This was my first winter in Yakima. I moved here last August for work. I had to get studded tires on my car and shovel my driveway, which is like 50' long or something. It's decently long. From December 8th until sometime in early March, my lawn was white and frozen. It's late March now and it's thawed and I have to go clean up a winter's worth of dog shit that's suddenly visible before my landlord notices.
Local residents say it was a bad winter, though I have no real frame of reference to tell. I moved here from west of the Cascade mountains, from Bellingham. They get a lot less snow. They get so little snow, that one year the city council was like, "Why are we paying to maintain all these snowplows? Let's sell them!" So they sold all but one, and that winter had one of the worst winters in a decade. As far as I know, they never learned their lesson and still only have one.
Population wise, Yakima and Bellingham aren't too far off in size (93,200ish for Yakima, 82,600ish for Bellingham). Yakima is relatively flat, the snow that falls is a light powdery fluff, and the city and county are pretty excellent about sanding and plowing. Bellingham is more vertically-inclined with steep hills, gets the heavy wet slick snow, and, as aforementioned, owns a single snowplow. I feel that one of these cities is more fun to spend a bad winter in than the other.
I grew up outside of Bellingham in a little community called Sudden Valley, which is notorious for steep and winding roads. The curves of the roads don't even follow the hills. As a friend once described it, "It's like they gave a drunk monkey a map and a crayon and let him go to town, and that's how they plotted the roads". What I'm getting at is there roads were steep, curvy, and made no fucking sense.
The hills made for great sledding on snow days, but they also brought more work to us kids. I lived off of a side-street of a side-street; it was a long cul-de-sac that was fairly flat except for a steep slope where it connected with the next road. Our side-street was so insignificant and ignored by the public works that it never saw a street sweeper in the fall, forget about a snowplow, and because adults still want to go out and do adult shit like work and grocery shopping even when the schools were closed, us kids suddenly made convenient, free snow-removal labor.
I remember one such snow-day when I was about 15 or so. We woke up to over half a foot had fallen overnight. Mom was like "Go shovel the hill at the end of the street". So my younger brother grabbed our one snow shovel to take the first shift.
Now our street didn't get plowed, but the side-street we connected to was well-utilized enough and steep enough that it saw more attention. My brother was out there shoveling wet, cold, heavy snow for an hour. About every 10 minutes, a snowplow would pass him on the other street, completely ignoring him. I know this because I could see them pass him from where I was sitting in the warm house, sipping hot cocoa (with mini marshmallows, of course).

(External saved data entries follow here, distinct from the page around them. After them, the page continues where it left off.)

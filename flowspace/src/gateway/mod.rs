//! Remote store gateway: the typed seam between the domain store and the
//! backend's row storage.
//!
//! Reads are implicitly scoped by the caller's credentials -- no gateway
//! operation takes a user identifier for a read. Writes carry the owner
//! explicitly inside their payload (`user_id` on the `New*Row` shapes).
//!
//! Events and notes deliberately expose only insert + list; tasks are the
//! only entity with update and delete.

pub mod rest;

use async_trait::async_trait;
use thiserror::Error;

use flowspace_model::row::{
    EventRow, NewEventRow, NewNoteRow, NewTaskRow, NoteRow, TaskRow, TaskRowPatch,
};

pub use rest::RestGateway;

/// Errors surfaced by gateway operations.
#[derive(Debug, Error)]
pub enum GatewayError {
    /// No signed-in identity to authenticate the request with.
    #[error("no active session")]
    NoSession,
    /// Network-level failure (connect, timeout, malformed body).
    #[error("transport error: {0}")]
    Transport(String),
    /// The backend refused the credentials or the row access (401/403).
    #[error("access denied by backend")]
    Denied,
    /// The referenced row does not exist (or is not visible to the caller).
    #[error("row not found")]
    NotFound,
    /// Any other backend rejection.
    #[error("backend rejected the request (status {status})")]
    Rejected {
        /// HTTP status code returned by the backend.
        status: u16,
    },
}

/// Row-level CRUD against the backend, scoped to the current caller.
#[async_trait]
pub trait StoreGateway: Send + Sync {
    /// Lists the caller's task rows, ascending by due date.
    async fn list_tasks(&self) -> Result<Vec<TaskRow>, GatewayError>;

    /// Lists the caller's event rows, ascending by date then time.
    async fn list_events(&self) -> Result<Vec<EventRow>, GatewayError>;

    /// Lists the caller's note rows, descending by creation time.
    async fn list_notes(&self) -> Result<Vec<NoteRow>, GatewayError>;

    /// Inserts a task row; returns the stored row with its assigned id.
    async fn insert_task(&self, new: NewTaskRow) -> Result<TaskRow, GatewayError>;

    /// Inserts an event row; returns the stored row with its assigned id.
    async fn insert_event(&self, new: NewEventRow) -> Result<EventRow, GatewayError>;

    /// Inserts a note row; returns the stored row with its assigned id
    /// and creation timestamp.
    async fn insert_note(&self, new: NewNoteRow) -> Result<NoteRow, GatewayError>;

    /// Applies a partial update to one of the caller's task rows.
    async fn update_task(&self, id: &str, patch: TaskRowPatch) -> Result<(), GatewayError>;

    /// Deletes one of the caller's task rows.
    async fn delete_task(&self, id: &str) -> Result<(), GatewayError>;
}
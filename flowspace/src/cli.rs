//! Command-line surface: subcommand definitions and dispatch.
//!
//! Each invocation signs in with the configured token, hydrates the
//! domain store, runs one command against it, and exits. All mutations
//! go through the store so the confirmed-update semantics apply to the
//! CLI exactly as they would to a long-lived view.

use std::sync::Arc;

use thiserror::Error;

use flowspace_model::event::EventDraft;
use flowspace_model::map::{format_date, format_time};
use flowspace_model::note::NoteDraft;
use flowspace_model::task::{Priority, TaskDraft, TaskId, TaskPatch, TaskStatus};

use crate::config::ClientConfig;
use crate::gateway::{GatewayError, RestGateway, StoreGateway};
use crate::identity::{Identity, IdentityProvider};
use crate::store::{DomainStore, StoreError};

/// Errors surfaced to the terminal.
#[derive(Debug, Error)]
pub enum CliError {
    /// No bearer token was configured.
    #[error("no access token configured; pass --token or set [service].access_token")]
    NoCredentials,

    /// The token does not self-identify and no user id was given.
    #[error("token does not identify a user; pass --user or set [service].user_id")]
    NoUserId,

    /// Unrecognized priority string.
    #[error("unknown priority {0:?} (expected low, medium, or high)")]
    InvalidPriority(String),

    /// Unparseable calendar date.
    #[error("invalid date {0:?} (expected YYYY-MM-DD)")]
    InvalidDate(String),

    /// Failure building the HTTP gateway.
    #[error(transparent)]
    Gateway(#[from] GatewayError),

    /// Failure from a store operation.
    #[error(transparent)]
    Store(#[from] StoreError),
}

/// Top-level subcommands.
#[derive(clap::Subcommand, Debug)]
pub enum Command {
    /// Work with tasks.
    Tasks {
        #[command(subcommand)]
        action: TaskAction,
    },
    /// Work with calendar events.
    Events {
        #[command(subcommand)]
        action: EventAction,
    },
    /// Work with notes.
    Notes {
        #[command(subcommand)]
        action: NoteAction,
    },
}

/// Task subcommands. Tasks are the only entity with update and delete.
#[derive(clap::Subcommand, Debug)]
pub enum TaskAction {
    /// List tasks, ascending by due date.
    List,
    /// Add a task; omitted fields get defaults.
    Add {
        /// Task title.
        #[arg(long)]
        title: String,
        /// Free-form description.
        #[arg(long)]
        description: Option<String>,
        /// Priority: low, medium, or high.
        #[arg(long)]
        priority: Option<String>,
        /// Due date (YYYY-MM-DD); defaults to today.
        #[arg(long)]
        due: Option<String>,
        /// Tag; repeat for multiple tags.
        #[arg(long = "tag")]
        tags: Vec<String>,
    },
    /// Mark a task completed.
    Done {
        /// Task identifier.
        id: String,
    },
    /// Delete a task.
    Rm {
        /// Task identifier.
        id: String,
    },
}

/// Event subcommands (insert and list only).
#[derive(clap::Subcommand, Debug)]
pub enum EventAction {
    /// List events, ascending by date then time.
    List,
    /// Add a calendar event.
    Add {
        /// Event title.
        #[arg(long)]
        title: String,
        /// Event date (YYYY-MM-DD).
        #[arg(long)]
        date: String,
        /// Event time (HH:MM or HH:MM:SS).
        #[arg(long)]
        time: String,
        /// Duration label (e.g. "1h", "30m"); defaults to "1h".
        #[arg(long)]
        duration: Option<String>,
        /// Free-form description.
        #[arg(long)]
        description: Option<String>,
    },
}

/// Note subcommands (insert and list only).
#[derive(clap::Subcommand, Debug)]
pub enum NoteAction {
    /// List notes, newest first.
    List,
    /// Add a note; omitted fields become empty.
    Add {
        /// Note title.
        #[arg(long)]
        title: Option<String>,
        /// Note body.
        #[arg(long)]
        content: Option<String>,
        /// Tag; repeat for multiple tags.
        #[arg(long = "tag")]
        tags: Vec<String>,
    },
}

/// Signs in from the config, hydrates the store, and runs one command.
///
/// # Errors
///
/// Returns [`CliError`] when credentials are missing or malformed, when
/// the backend cannot be reached, or when the operation itself fails.
pub async fn run(config: &ClientConfig, command: Command) -> Result<(), CliError> {
    let token = config.access_token.clone().ok_or(CliError::NoCredentials)?;
    let user_id = config.resolved_user_id().ok_or(CliError::NoUserId)?;

    let (provider, source) = IdentityProvider::channel();
    let gateway = Arc::new(RestGateway::new(
        &config.service_url,
        config.request_timeout,
        provider.source(),
    )?);
    let mut store = DomainStore::new(gateway as Arc<dyn StoreGateway>, source);

    provider.sign_in(Identity::new(user_id, token));
    store.sync_identity().await?;

    match command {
        Command::Tasks { action } => run_task(&mut store, action).await,
        Command::Events { action } => run_event(&mut store, action).await,
        Command::Notes { action } => run_note(&mut store, action).await,
    }
}

async fn run_task(store: &mut DomainStore, action: TaskAction) -> Result<(), CliError> {
    match action {
        TaskAction::List => {
            for task in store.tasks() {
                print_task(task);
            }
        }
        TaskAction::Add {
            title,
            description,
            priority,
            due,
            tags,
        } => {
            let draft = TaskDraft {
                title: Some(title),
                description,
                priority: priority.as_deref().map(parse_priority).transpose()?,
                due_date: due.as_deref().map(parse_date_strict).transpose()?,
                tags: if tags.is_empty() { None } else { Some(tags) },
            };
            let task = store.add_task(draft).await?;
            print_task(&task);
        }
        TaskAction::Done { id } => {
            let patch = TaskPatch {
                status: Some(TaskStatus::Completed),
                completed: Some(true),
                ..TaskPatch::default()
            };
            store.update_task(&TaskId::from_raw(id), patch).await?;
        }
        TaskAction::Rm { id } => {
            store.delete_task(&TaskId::from_raw(id)).await?;
        }
    }
    Ok(())
}

async fn run_event(store: &mut DomainStore, action: EventAction) -> Result<(), CliError> {
    match action {
        EventAction::List => {
            for event in store.events() {
                println!(
                    "{} {}  ({})  {}  {}",
                    format_date(event.date),
                    format_time(event.time),
                    event.duration,
                    event.id,
                    event.title
                );
            }
        }
        EventAction::Add {
            title,
            date,
            time,
            duration,
            description,
        } => {
            let draft = EventDraft {
                title,
                description,
                date: parse_date_strict(&date)?,
                time,
                duration,
            };
            let event = store.add_event(draft).await?;
            println!(
                "{} {}  ({})  {}  {}",
                format_date(event.date),
                format_time(event.time),
                event.duration,
                event.id,
                event.title
            );
        }
    }
    Ok(())
}

async fn run_note(store: &mut DomainStore, action: NoteAction) -> Result<(), CliError> {
    match action {
        NoteAction::List => {
            for note in store.notes() {
                println!(
                    "{}  {}  {}",
                    note.created_at.format("%Y-%m-%d %H:%M"),
                    note.id,
                    note.title
                );
            }
        }
        NoteAction::Add {
            title,
            content,
            tags,
        } => {
            let draft = NoteDraft {
                title,
                content,
                tags: if tags.is_empty() { None } else { Some(tags) },
            };
            let note = store.add_note(draft).await?;
            println!(
                "{}  {}  {}",
                note.created_at.format("%Y-%m-%d %H:%M"),
                note.id,
                note.title
            );
        }
    }
    Ok(())
}

fn print_task(task: &flowspace_model::task::Task) {
    let mark = if task.completed { 'x' } else { ' ' };
    println!(
        "[{mark}] {} {:<6} {}  {}",
        format_date(task.due_date),
        task.priority.as_wire(),
        task.id,
        task.title
    );
}

fn parse_priority(s: &str) -> Result<Priority, CliError> {
    Priority::from_wire(s).ok_or_else(|| CliError::InvalidPriority(s.to_string()))
}

fn parse_date_strict(s: &str) -> Result<chrono::NaiveDate, CliError> {
    chrono::NaiveDate::parse_from_str(s, "%Y-%m-%d")
        .map_err(|_| CliError::InvalidDate(s.to_string()))
}
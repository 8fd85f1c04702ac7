//! Integration tests for the backend's HTTP contract, exercised with a
//! raw HTTP client rather than the typed gateway: status codes for
//! missing/invalid credentials, ownership checks, validation failures,
//! and row echo on insert.

#![allow(clippy::expect_used, clippy::unwrap_used)]

use std::collections::HashMap;
use std::net::SocketAddr;
use std::sync::Arc;

use serde_json::{Value, json};

use flowspace_backend::auth::TokenAuth;
use flowspace_backend::server::{AppState, start_server, start_server_with_state};

// ---------------------------------------------------------------------------
// Helper functions
// ---------------------------------------------------------------------------

async fn start_backend() -> (SocketAddr, tokio::task::JoinHandle<()>) {
    start_server("127.0.0.1:0").await.expect("start backend")
}

fn task_body(user: &str, title: &str, due: &str) -> Value {
    json!({
        "user_id": user,
        "title": title,
        "description": "",
        "priority": "medium",
        "status": "todo",
        "due_date": due,
        "assignee": "You",
        "tags": [],
        "completed": false,
    })
}

// ---------------------------------------------------------------------------
// Authentication
// ---------------------------------------------------------------------------

#[tokio::test]
async fn requests_without_bearer_token_get_401() {
    let (addr, _server) = start_backend().await;
    let client = reqwest::Client::new();

    let status = client
        .get(format!("http://{addr}/v1/tasks"))
        .send()
        .await
        .expect("send")
        .status();
    assert_eq!(status, 401);
}

#[tokio::test]
async fn unknown_token_shapes_get_401() {
    let (addr, _server) = start_backend().await;
    let client = reqwest::Client::new();

    for token in ["garbage", "user:", ""] {
        let status = client
            .get(format!("http://{addr}/v1/tasks"))
            .bearer_auth(token)
            .send()
            .await
            .expect("send")
            .status();
        assert_eq!(status, 401, "token {token:?} should be rejected");
    }
}

#[tokio::test]
async fn static_token_table_mode_rejects_user_tokens() {
    let tokens: HashMap<String, String> =
        [("secret-alice".to_string(), "alice".to_string())].into();
    let state = Arc::new(AppState::new(TokenAuth::new(tokens, false)));
    let (addr, _server) = start_server_with_state("127.0.0.1:0", state)
        .await
        .expect("start backend");
    let client = reqwest::Client::new();

    // Self-identifying tokens are disabled.
    let status = client
        .get(format!("http://{addr}/v1/tasks"))
        .bearer_auth("user:alice")
        .send()
        .await
        .expect("send")
        .status();
    assert_eq!(status, 401);

    // The static token resolves.
    let status = client
        .get(format!("http://{addr}/v1/tasks"))
        .bearer_auth("secret-alice")
        .send()
        .await
        .expect("send")
        .status();
    assert_eq!(status, 200);
}

// ---------------------------------------------------------------------------
// Ownership and validation
// ---------------------------------------------------------------------------

#[tokio::test]
async fn insert_with_foreign_user_id_gets_403() {
    let (addr, _server) = start_backend().await;
    let client = reqwest::Client::new();

    let status = client
        .post(format!("http://{addr}/v1/tasks"))
        .bearer_auth("user:alice")
        .json(&task_body("bob", "not yours", "2024-11-05"))
        .send()
        .await
        .expect("send")
        .status();
    assert_eq!(status, 403);
}

#[tokio::test]
async fn invalid_due_date_gets_422() {
    let (addr, _server) = start_backend().await;
    let client = reqwest::Client::new();

    for due in ["11/05/2024", "2024-13-40", "soon"] {
        let status = client
            .post(format!("http://{addr}/v1/tasks"))
            .bearer_auth("user:alice")
            .json(&task_body("alice", "badly dated", due))
            .send()
            .await
            .expect("send")
            .status();
        assert_eq!(status, 422, "due_date {due:?} should be rejected");
    }
}

#[tokio::test]
async fn invalid_event_time_gets_422() {
    let (addr, _server) = start_backend().await;
    let client = reqwest::Client::new();

    let status = client
        .post(format!("http://{addr}/v1/events"))
        .bearer_auth("user:alice")
        .json(&json!({
            "user_id": "alice",
            "title": "Standup",
            "date": "2024-11-05",
            "time": "9 o'clock",
            "duration": "1h",
        }))
        .send()
        .await
        .expect("send")
        .status();
    assert_eq!(status, 422);
}

// ---------------------------------------------------------------------------
// Row lifecycle over raw HTTP
// ---------------------------------------------------------------------------

#[tokio::test]
async fn insert_echoes_row_with_assigned_id() {
    let (addr, _server) = start_backend().await;
    let client = reqwest::Client::new();

    let response = client
        .post(format!("http://{addr}/v1/tasks"))
        .bearer_auth("user:alice")
        .json(&task_body("alice", "echo me", "2024-11-05"))
        .send()
        .await
        .expect("send");
    assert_eq!(response.status(), 201);

    let row: Value = response.json().await.expect("json");
    assert!(!row["id"].as_str().expect("id").is_empty());
    assert_eq!(row["user_id"], "alice");
    assert_eq!(row["title"], "echo me");
    assert_eq!(row["due_date"], "2024-11-05");
}

#[tokio::test]
async fn patch_merges_and_answers_204() {
    let (addr, _server) = start_backend().await;
    let client = reqwest::Client::new();

    let row: Value = client
        .post(format!("http://{addr}/v1/tasks"))
        .bearer_auth("user:alice")
        .json(&task_body("alice", "patch me", "2024-11-05"))
        .send()
        .await
        .expect("send")
        .json()
        .await
        .expect("json");
    let id = row["id"].as_str().expect("id");

    let status = client
        .patch(format!("http://{addr}/v1/tasks/{id}"))
        .bearer_auth("user:alice")
        .json(&json!({"completed": true, "status": "completed"}))
        .send()
        .await
        .expect("send")
        .status();
    assert_eq!(status, 204);

    let rows: Value = client
        .get(format!("http://{addr}/v1/tasks"))
        .bearer_auth("user:alice")
        .send()
        .await
        .expect("send")
        .json()
        .await
        .expect("json");
    assert_eq!(rows[0]["completed"], true);
    assert_eq!(rows[0]["status"], "completed");
    assert_eq!(rows[0]["title"], "patch me"); // untouched by the patch
}

#[tokio::test]
async fn patch_of_foreign_row_gets_404() {
    let (addr, _server) = start_backend().await;
    let client = reqwest::Client::new();

    let row: Value = client
        .post(format!("http://{addr}/v1/tasks"))
        .bearer_auth("user:alice")
        .json(&task_body("alice", "hers", "2024-11-05"))
        .send()
        .await
        .expect("send")
        .json()
        .await
        .expect("json");
    let id = row["id"].as_str().expect("id");

    let status = client
        .patch(format!("http://{addr}/v1/tasks/{id}"))
        .bearer_auth("user:bob")
        .json(&json!({"title": "stolen"}))
        .send()
        .await
        .expect("send")
        .status();
    assert_eq!(status, 404);
}

#[tokio::test]
async fn delete_answers_204_then_404() {
    let (addr, _server) = start_backend().await;
    let client = reqwest::Client::new();

    let row: Value = client
        .post(format!("http://{addr}/v1/tasks"))
        .bearer_auth("user:alice")
        .json(&task_body("alice", "doomed", "2024-11-05"))
        .send()
        .await
        .expect("send")
        .json()
        .await
        .expect("json");
    let id = row["id"].as_str().expect("id");

    let first = client
        .delete(format!("http://{addr}/v1/tasks/{id}"))
        .bearer_auth("user:alice")
        .send()
        .await
        .expect("send")
        .status();
    assert_eq!(first, 204);

    let second = client
        .delete(format!("http://{addr}/v1/tasks/{id}"))
        .bearer_auth("user:alice")
        .send()
        .await
        .expect("send")
        .status();
    assert_eq!(second, 404);
}

#[tokio::test]
async fn lists_are_scoped_to_the_caller() {
    let (addr, _server) = start_backend().await;
    let client = reqwest::Client::new();

    client
        .post(format!("http://{addr}/v1/tasks"))
        .bearer_auth("user:alice")
        .json(&task_body("alice", "hers", "2024-11-05"))
        .send()
        .await
        .expect("send");

    let bobs: Value = client
        .get(format!("http://{addr}/v1/tasks"))
        .bearer_auth("user:bob")
        .send()
        .await
        .expect("send")
        .json()
        .await
        .expect("json");
    assert_eq!(bobs.as_array().expect("array").len(), 0);
}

After an hour, my brother comes in, cold and soaking wet, and grumbled "It's your turn."
Now, due to a combination of my inner thermostat being set high (I'm always warm wherever I go; I cannot stand long-sleeve shirts during any season) and me being a teenager with no goddamn common sense, I decided that proper snow-shoveling attire included a remarkably low-cut shirt. Fashion before function, after all. I was about a C or D cup at the time, and proud of it!
So I go out there, and I'm bent over shoveling snow, and I'm wearing a low-cut shirt, and I'm bent over shoveling snow, and I'm wearing a low-cut shirt...you could see all the way to the bottom of the Grand Canyon, is what I'm getting out. I'm out there for maybe ten minutes, tops, when a plow goes by...and then it stopped and backed up, and the driver leaned out the window.
"Hey, you want me to plow that for you?" he asked with a wink.
Being a good little Catholic girl with no firm grasp of sexual innuendo at the time, I was like "OMG could you please?"
The driver plowed the entire street. I was thinking well, my work here is done, so naturally I went back home where it was warm and dry.
I'd been outside a grand total of about 15 minutes.
"That wasn't an hour," my brother scoffed when I came in.
"Look outside at the street, bro," I replied.
His jaw dropped when he saw the road. "Ah...I...you...how...that's not fair! MOM!"
My mother looked out the window, looked at me, looked at my shirt, looked out the window, looked at me, looked at my shirt, looked out the window...Mom's no dummy and I'm her daughter; she connected the dots fairly quickly. She shook her head, as if knew she should scold me, but she also seemed like part of her was a little proud of me, so all she said was "Well, the road's finally cleared, guess I better head to Costco and stock up on groceries before it snows again."
And that's how I learned to shovel snow.